The Pythagorean theorem is one of the most famous theorems in mathematics. It states that in a right triangle, the square of the hypotenuse equals the sum of the squares of the other two sides. This relationship is expressed as a squared plus b squared equals c squared, where a and b are the legs and c is the hypotenuse.
To visualize why the Pythagorean theorem works, we can construct squares on each side of the right triangle. The square on side a has area a squared, the square on side b has area b squared, and the square on the hypotenuse c has area c squared. The visual proof shows that the sum of the areas of the two smaller squares equals the area of the largest square, confirming that a squared plus b squared equals c squared.
We can prove the Pythagorean theorem algebraically using a square arrangement. Start with a large square of side length a plus b, containing four identical right triangles and an inner square. The area of the large square equals the sum of the four triangles plus the inner square. This gives us the equation: a plus b squared equals four times one-half a b plus c squared. Expanding the left side gives a squared plus two a b plus b squared equals two a b plus c squared. Subtracting two a b from both sides yields our theorem: a squared plus b squared equals c squared.
The Pythagorean theorem has many practical applications. First, calculating TV screen diagonals: for a TV with width 48 inches and height 27 inches, the diagonal is the square root of 48 squared plus 27 squared, which equals 55.1 inches. Second, in construction for ensuring square corners: if two sides measure 3 feet and 4 feet, the diagonal should be 5 feet. Third, in navigation: if you travel 8 kilometers east and 6 kilometers north, your direct distance from the starting point is 10 kilometers.

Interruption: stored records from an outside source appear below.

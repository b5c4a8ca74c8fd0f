//! Scriptable in-memory `PageDriver` for pipeline tests.

use anyhow::{anyhow, Result};
use async_trait::async_trait;
use std::collections::{HashMap, HashSet};
use std::sync::Mutex;
use std::time::Duration;

use super::{CardSnapshot, DriverLauncher, PageDriver};
use crate::scraping::markup;

#[derive(Default)]
pub struct FakeCalendar {
    pub trigger: bool,
    pub open: bool,
    pub months: Vec<String>,
    pub current: usize,
    /// Day cell selector -> (month index, disabled).
    pub days: HashMap<String, (usize, bool)>,
    pub continue_button: bool,
}

#[derive(Default, Clone)]
pub struct FakePage {
    pub cards: Vec<std::result::Result<CardSnapshot, String>>,
    pub next: Option<String>,
    /// Document heights reported by successive scrolls; the last one repeats.
    pub heights: Vec<u64>,
}

#[derive(Default)]
pub struct FakeDriver {
    pub events: Vec<String>,
    pub calendar: FakeCalendar,
    pub pages: HashMap<String, FakePage>,
    pub overlays: HashSet<String>,
    pub failing_urls: HashSet<String>,
    pub reject_login: bool,
    /// Every command fails as if the browser had gone away.
    pub dead_session: bool,
    pub scrolls: usize,
    pub closed: bool,
    current: String,
    scroll_index: usize,
    logged_in: bool,
}

/// Hands out one prepared `FakeDriver`, or fails like an unreachable
/// WebDriver endpoint.
#[derive(Default)]
pub struct FakeLauncher {
    driver: Mutex<Option<FakeDriver>>,
    pub unreachable: bool,
}

impl FakeLauncher {
    pub fn new(driver: FakeDriver) -> Self {
        Self {
            driver: Mutex::new(Some(driver)),
            unreachable: false,
        }
    }

    pub fn unreachable() -> Self {
        Self {
            driver: Mutex::new(None),
            unreachable: true,
        }
    }
}

#[async_trait]
impl DriverLauncher for FakeLauncher {
    type Driver = FakeDriver;

    async fn launch(&self) -> Result<FakeDriver> {
        if self.unreachable {
            return Err(anyhow!("connection refused by http://localhost:4444"));
        }
        self.driver
            .lock()
            .unwrap()
            .take()
            .ok_or_else(|| anyhow!("browser already launched"))
    }
}

pub fn card(name: &str) -> CardSnapshot {
    CardSnapshot {
        html: format!(
            r#"<div class="product-card"><h3 class="product-name">{}</h3></div>"#,
            name
        ),
        color: None,
    }
}

impl FakeDriver {
    pub fn new() -> Self {
        Self::default()
    }

    /// Calendar showing `months[0]` first, with the trigger icon present.
    pub fn with_calendar(mut self, months: &[&str]) -> Self {
        self.calendar.trigger = true;
        self.calendar.months = months.iter().map(|m| m.to_string()).collect();
        self
    }

    pub fn with_day(mut self, month: usize, label: &str, disabled: bool) -> Self {
        self.calendar
            .days
            .insert(markup::day_cell(label), (month, disabled));
        self
    }

    pub fn with_page(mut self, url: &str, names: &[&str], next: Option<&str>) -> Self {
        let page = FakePage {
            cards: names.iter().map(|n| Ok(card(n))).collect(),
            next: next.map(str::to_string),
            heights: vec![1000, 2000, 2000],
        };
        self.pages.insert(url.to_string(), page);
        self
    }

    pub fn clicked(&self, selector: &str) -> bool {
        self.events.iter().any(|e| e == &format!("click {}", selector))
    }

    pub fn visited(&self) -> Vec<String> {
        self.events
            .iter()
            .filter_map(|e| e.strip_prefix("goto ").map(str::to_string))
            .collect()
    }

    fn alive(&self) -> Result<()> {
        if self.dead_session {
            return Err(anyhow!("invalid session id"));
        }
        Ok(())
    }

    fn page(&self) -> Option<&FakePage> {
        self.pages.get(&self.current)
    }

    fn day(&self, selector: &str) -> Option<bool> {
        match self.calendar.days.get(selector) {
            Some((month, disabled)) if self.calendar.open && *month == self.calendar.current => {
                Some(*disabled)
            }
            _ => None,
        }
    }

    fn present(&self, selector: &str) -> bool {
        match selector {
            markup::LOGIN_PASSWORD => !self.logged_in || self.reject_login,
            markup::CALENDAR_TRIGGER => self.calendar.trigger,
            markup::CALENDAR_NEXT => {
                self.calendar.open && self.calendar.current + 1 < self.calendar.months.len()
            }
            markup::CALENDAR_CONTINUE => self.calendar.continue_button,
            other => self.day(other).is_some() || self.overlays.contains(other),
        }
    }
}

#[async_trait]
impl PageDriver for FakeDriver {
    async fn goto(&mut self, url: &str) -> Result<()> {
        self.alive()?;
        self.events.push(format!("goto {}", url));
        if self.failing_urls.contains(url) {
            return Err(anyhow!("navigation to {} timed out", url));
        }
        self.current = url.to_string();
        self.scroll_index = 0;
        Ok(())
    }

    async fn current_url(&mut self) -> Result<String> {
        Ok(self.current.clone())
    }

    async fn exists(&mut self, selector: &str) -> Result<bool> {
        self.alive()?;
        Ok(self.present(selector))
    }

    async fn text(&mut self, selector: &str) -> Result<Option<String>> {
        if selector == markup::CALENDAR_TITLE && self.calendar.open {
            return Ok(self.calendar.months.get(self.calendar.current).cloned());
        }
        Ok(None)
    }

    async fn attr(&mut self, selector: &str, name: &str) -> Result<Option<String>> {
        if let Some(disabled) = self.day(selector) {
            return Ok(match (name, disabled) {
                ("class", true) => Some("day disabled".to_string()),
                ("class", false) => Some("day".to_string()),
                _ => None,
            });
        }
        if selector == markup::NEXT_PAGE && name == "href" {
            return Ok(self.page().and_then(|p| p.next.clone()));
        }
        Ok(None)
    }

    async fn click(&mut self, selector: &str) -> Result<()> {
        self.alive()?;
        if !self.present(selector) && selector != markup::LOGIN_SUBMIT {
            return Err(anyhow!("element not found: {}", selector));
        }
        self.events.push(format!("click {}", selector));
        match selector {
            markup::CALENDAR_TRIGGER => self.calendar.open = true,
            markup::CALENDAR_NEXT => self.calendar.current += 1,
            markup::LOGIN_SUBMIT => self.logged_in = true,
            _ => {}
        }
        Ok(())
    }

    async fn fill(&mut self, selector: &str, value: &str) -> Result<()> {
        self.events.push(format!("fill {} {}", selector, value));
        Ok(())
    }

    async fn remove(&mut self, selector: &str) -> Result<bool> {
        self.alive()?;
        let removed = self.overlays.remove(selector);
        if removed {
            self.events.push(format!("remove {}", selector));
        }
        Ok(removed)
    }

    async fn wait_for(&mut self, selector: &str, _timeout: Duration) -> Result<bool> {
        Ok(self.present(selector))
    }

    async fn scroll_to_bottom(&mut self) -> Result<u64> {
        self.scrolls += 1;
        let heights = self.page().map(|p| p.heights.clone()).unwrap_or_default();
        let height = heights
            .get(self.scroll_index)
            .or_else(|| heights.last())
            .copied()
            .unwrap_or(0);
        self.scroll_index += 1;
        Ok(height)
    }

    async fn count(&mut self, selector: &str) -> Result<usize> {
        if selector == markup::PRODUCT_CARD {
            return Ok(self.page().map_or(0, |p| p.cards.len()));
        }
        Ok(0)
    }

    async fn card_snapshot(&mut self, _card: &str, index: usize, _swatch: &str) -> Result<CardSnapshot> {
        match self.page().and_then(|p| p.cards.get(index)) {
            Some(Ok(snapshot)) => Ok(snapshot.clone()),
            Some(Err(message)) => Err(anyhow!("{}", message)),
            None => Err(anyhow!("no card #{}", index)),
        }
    }

    async fn settle(&mut self, _delay: Duration) {}

    async fn close(&mut self) -> Result<()> {
        self.closed = true;
        self.events.push("close".to_string());
        Ok(())
    }
}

Let's work through three examples. Example 1: Find the hypotenuse when a equals 3 and b equals 4. Using the formula, c equals the square root of 3 squared plus 4 squared, which equals 5. Example 2: Find a leg when the hypotenuse c equals 13 and b equals 5. Rearranging the formula, a equals the square root of 13 squared minus 5 squared, which equals 12. Example 3: A ladder problem. A 12-foot ladder leans against a wall with its base 5 feet from the wall. The height reached is the square root of 12 squared minus 5 squared, which equals 10.9 feet.